Pirate Sam Mason

October 7, 1780 — Kings Mountain

Folks always recall the big battles—Yorktown, Saratoga, all that polished pageantry. But let me tell you, the real war? It was fought in the thickets, where neighbors turned each other in, and the only drums were the ones in your chest when you heard rifle fire too close for comfort.
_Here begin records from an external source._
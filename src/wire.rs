//-
// Copyright 2017, Jason Lingle
//
// Licensed under the Apache License, Version 2.0 <LICENSE-APACHE or
// http://www.apache.org/licenses/LICENSE-2.0> or the MIT license
// <LICENSE-MIT or http://opensource.org/licenses/MIT>, at your
// option. This file may not be copied, modified, or distributed
// except according to those terms.

//! Low-level definitions for working with the wire format.
//!
//! Every node starts with a 2-byte header holding a 6-bit kind code and a
//! 10-bit tag. Fixed leaves follow it with exactly 4 bytes of payload;
//! variable leaves and branches follow it with a 4-byte length and then that
//! many bytes. All integers are big-endian.
//!
//! External code generally should not use things from this module; instead,
//! work in terms of `node::Node`.

use std::fmt;

use bytes::BufMut;

/// A node tag.
///
/// Only the low 10 bits are representable on the wire.
pub type Tag = u16;

/// The largest tag that can be encoded.
pub const MAX_TAG: Tag = 0x3FF;
/// The size of a node header.
pub const HEADER_SIZE: usize = 2;
/// The size of the length field preceding variable-length payloads.
pub const LENGTH_SIZE: usize = 4;
/// The size of the payload of a fixed leaf.
pub const FIXED_SIZE: usize = 4;

const TAG_BITS: u32 = 10;

/// The closed set of node kinds.
#[derive(Clone, Copy, Debug, PartialEq, Eq, PartialOrd, Ord, Hash)]
#[allow(missing_docs)]
#[repr(u8)]
pub enum NodeKind {
    FixedLeaf = 1,
    VarLeaf = 2,
    ListBranch = 3,
    MapBranch = 4,
}

impl NodeKind {
    /// Maps a 6-bit kind code back to a `NodeKind`.
    ///
    /// Returns `None` for codes which do not denote any kind.
    #[inline]
    pub fn from_code(code: u8) -> Option<Self> {
        use self::NodeKind::*;

        match code {
            1 => Some(FixedLeaf),
            2 => Some(VarLeaf),
            3 => Some(ListBranch),
            4 => Some(MapBranch),
            _ => None,
        }
    }

    /// Returns whether this kind carries child nodes.
    pub fn is_branch(self) -> bool {
        match self {
            NodeKind::ListBranch | NodeKind::MapBranch => true,
            NodeKind::FixedLeaf | NodeKind::VarLeaf => false,
        }
    }

    /// Returns whether the header is followed by a length field.
    pub fn has_length(self) -> bool {
        NodeKind::FixedLeaf != self
    }
}

impl fmt::Display for NodeKind {
    fn fmt(&self, f: &mut fmt::Formatter) -> fmt::Result {
        f.write_str(match *self {
            NodeKind::FixedLeaf => "FixedLeaf",
            NodeKind::VarLeaf => "VarLeaf",
            NodeKind::ListBranch => "ListBranch",
            NodeKind::MapBranch => "MapBranch",
        })
    }
}

/// A decoded node header.
#[derive(Clone, Copy, Debug, PartialEq, Eq, PartialOrd, Ord, Hash)]
pub struct Header {
    /// The kind of the node.
    pub kind: NodeKind,
    /// The tag of the node, at most `MAX_TAG`.
    pub tag: Tag,
}

impl Header {
    /// Packs this header into its 16-bit wire representation.
    ///
    /// ## Panics
    ///
    /// Panics if `tag` is greater than `MAX_TAG`.
    pub fn pack(self) -> u16 {
        assert!(self.tag <= MAX_TAG, "tag {} out of range", self.tag);
        ((self.kind as u16) << TAG_BITS) | self.tag
    }

    /// Unpacks a 16-bit wire header.
    ///
    /// On failure, returns the kind code which was not understood.
    pub fn unpack(raw: u16) -> Result<Self, u8> {
        let code = (raw >> TAG_BITS) as u8;
        let tag = raw & MAX_TAG;
        NodeKind::from_code(code)
            .map(|kind| Header { kind: kind, tag: tag })
            .ok_or(code)
    }
}

/// Write a header to the given output.
pub fn encode_header<B : BufMut>(dst: &mut B, header: Header) {
    dst.put_u16(header.pack());
}

/// Write the length field of a variable-length payload.
///
/// ## Panics
///
/// Panics if `len` does not fit in 32 bits.
pub fn encode_length<B : BufMut>(dst: &mut B, len: usize) {
    assert!(len <= u32::max_value() as usize,
            "payload of {} bytes too large for the wire", len);
    dst.put_u32(len as u32);
}
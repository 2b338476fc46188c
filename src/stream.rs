use crate::config::{ConfigError, SimpleFormatterOptions, StreamOptions};
use crate::event::LogEvent;
use crate::transcode::utfize_map;
use crate::writer::{WriteError, Writer};
use std::fmt::Write as _;
use std::io::Write;

/// Default line layout of [`SimpleFormatter`].
pub const DEFAULT_FORMAT: &str = "%timestamp% %priorityName% (%priority%): %message% %extra%";

/// Date, time with millisecond precision.
pub const DEFAULT_DATE_TIME_FORMAT: &str = "%Y-%m-%d %H:%M:%S%.3f";

/// Placeholder-based single-line formatter.
///
/// Recognised placeholders are `%timestamp%`, `%priority%`,
/// `%priorityName%`, `%message%` and `%extra%`; anything else between
/// percent signs is copied verbatim.
#[derive(Debug, Clone)]
pub struct SimpleFormatter {
    format: String,
    date_time_format: String,
}

impl Default for SimpleFormatter {
    fn default() -> Self {
        Self::new(DEFAULT_FORMAT, DEFAULT_DATE_TIME_FORMAT)
    }
}

impl SimpleFormatter {
    pub fn new(format: impl Into<String>, date_time_format: impl Into<String>) -> Self {
        Self {
            format: format.into(),
            date_time_format: date_time_format.into(),
        }
    }

    pub fn from_options(options: &SimpleFormatterOptions) -> Self {
        Self::new(options.format.clone(), options.date_time_format.clone())
    }

    pub fn format(&self, event: &LogEvent) -> String {
        let mut out = String::with_capacity(self.format.len() + event.message.len());
        let mut rest = self.format.as_str();

        while let Some(start) = rest.find('%') {
            out.push_str(&rest[..start]);
            let after = &rest[start + 1..];

            let token = after.find('%').map(|end| (&after[..end], &after[end + 1..]));
            match token.and_then(|(name, tail)| self.placeholder(name, event).map(|v| (v, tail))) {
                Some((value, tail)) => {
                    out.push_str(&value);
                    rest = tail;
                }
                None => {
                    out.push('%');
                    rest = after;
                }
            }
        }
        out.push_str(rest);

        if event.extra.is_empty() && self.format.contains("%extra%") {
            out.truncate(out.trim_end_matches(' ').len());
        }
        out
    }

    fn placeholder(&self, name: &str, event: &LogEvent) -> Option<String> {
        let value = match name {
            "timestamp" => {
                let mut ts = String::new();
                if write!(ts, "{}", event.timestamp.format(&self.date_time_format)).is_err() {
                    // Invalid strftime pattern.
                    ts = event.timestamp.to_rfc3339();
                }
                ts
            }
            "priority" => event.priority.to_string(),
            "priorityName" => event.priority_name.clone(),
            "message" => event.message.clone(),
            "extra" if event.extra.is_empty() => String::new(),
            "extra" => serde_json::Value::Object(utfize_map(event.extra.clone())).to_string(),
            _ => return None,
        };
        Some(value)
    }
}

/// Writes one formatted line per event to a byte stream.
pub struct StreamWriter<W: Write + Send> {
    stream: W,
    formatter: SimpleFormatter,
}

impl<W: Write + Send> StreamWriter<W> {
    pub fn new(stream: W, formatter: SimpleFormatter) -> Self {
        Self { stream, formatter }
    }

    pub fn into_inner(self) -> W {
        self.stream
    }
}

impl StreamWriter<Box<dyn Write + Send>> {
    /// Build a writer for `stdout` or `stderr` from writer options.
    pub fn from_options(options: &StreamOptions) -> Result<Self, ConfigError> {
        let stream: Box<dyn Write + Send> = match options.stream.as_str() {
            "stdout" | "php://stdout" => Box::new(std::io::stdout()),
            "stderr" | "php://stderr" => Box::new(std::io::stderr()),
            other => return Err(ConfigError::UnknownStream(other.to_string())),
        };

        let formatter = options
            .formatter
            .as_ref()
            .map(|f| SimpleFormatter::from_options(&f.options))
            .unwrap_or_default();

        Ok(Self::new(stream, formatter))
    }
}

impl<W: Write + Send> Writer for StreamWriter<W> {
    fn write(&mut self, event: &LogEvent) -> Result<(), WriteError> {
        let line = self.formatter.format(event);
        writeln!(self.stream, "{}", line)?;
        Ok(())
    }

    fn flush(&mut self) -> Result<(), WriteError> {
        self.stream.flush()?;
        Ok(())
    }
}
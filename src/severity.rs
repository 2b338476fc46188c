use serde::{Serialize, Serializer};
use std::fmt;

/// Severity names understood by Cloud Logging.
///
/// Only the façade names that differ from Cloud Logging's vocabulary are
/// translated; everything else is passed through verbatim as
/// [`Severity::Other`].
#[derive(Debug, Clone, PartialEq, Eq)]
pub enum Severity {
    Emergency,
    Critical,
    Error,
    Warning,
    Other(String),
}

impl Severity {
    pub fn from_priority_name(name: &str) -> Self {
        match name {
            "EMERG" => Severity::Emergency,
            "CRIT" => Severity::Critical,
            "ERR" => Severity::Error,
            "WARN" => Severity::Warning,
            other => Severity::Other(other.to_string()),
        }
    }

    pub fn as_str(&self) -> &str {
        match self {
            Severity::Emergency => "EMERGENCY",
            Severity::Critical => "CRITICAL",
            Severity::Error => "ERROR",
            Severity::Warning => "WARNING",
            Severity::Other(name) => name,
        }
    }
}

impl fmt::Display for Severity {
    fn fmt(&self, f: &mut fmt::Formatter<'_>) -> fmt::Result {
        f.write_str(self.as_str())
    }
}

impl Serialize for Severity {
    fn serialize<S: Serializer>(&self, serializer: S) -> Result<S::Ok, S::Error> {
        serializer.serialize_str(self.as_str())
    }
}

#[cfg(test)]
mod tests {
    use super::*;

    #[test]
    fn maps_facade_names_to_cloud_logging_names() {
        let cases = [
            ("EMERG", "EMERGENCY"),
            ("CRIT", "CRITICAL"),
            ("ERR", "ERROR"),
            ("WARN", "WARNING"),
        ];
        for (input, expected) in cases {
            assert_eq!(Severity::from_priority_name(input).as_str(), expected);
        }
    }

    #[test]
    fn unknown_names_pass_through() {
        assert_eq!(Severity::from_priority_name("INFO"), Severity::Other("INFO".into()));
        assert_eq!(Severity::from_priority_name("ALERT").to_string(), "ALERT");
        assert_eq!(Severity::from_priority_name("custom").as_str(), "custom");
    }

    #[test]
    fn serializes_as_plain_string() {
        let json = serde_json::to_string(&Severity::Critical).unwrap();
        assert_eq!(json, "\"CRITICAL\"");
    }
}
In the fall of 1780, I was serving with the militia out of Washington County, still Virginia at the time. I’d been active since early ’79, running patrols through the upper Holston and Yadkin River valleys—rough country where the border between Virginia and North Carolina blurred like smoke over the ridge.

The Battle of Kings Mountain happened just a few days’ ride south of where I was operating. I wasn’t in the thick of that fight, but I’d passed through those hills often enough. We were pressing hard against Loyalist supply lines, rooting out Tory recruiters and sympathizers who slipped back and forth across the frontier like snakes in a corncrib.

When word came of Ferguson’s fall—shot off his horse by the Overmountain Men and left to rot on the hilltop—it sent a message louder than cannon fire: this land answers to its own, not to some fancy officer with a clipped accent and an attitude.

Kings Mountain wasn’t just a victory. It was vengeance—for burned cabins, stolen livestock, and kinfolk hanged without trial. Those mountain boys fought for what they could touch—land, kin, and revenge.

And me? I understood that language just fine.

I was a militia captain then. I kept the peace when I could, and broke it when I had to. I’d soon be named justice of the peace myself, but in 1780, the only justice that mattered was the kind you could carry in a powder horn.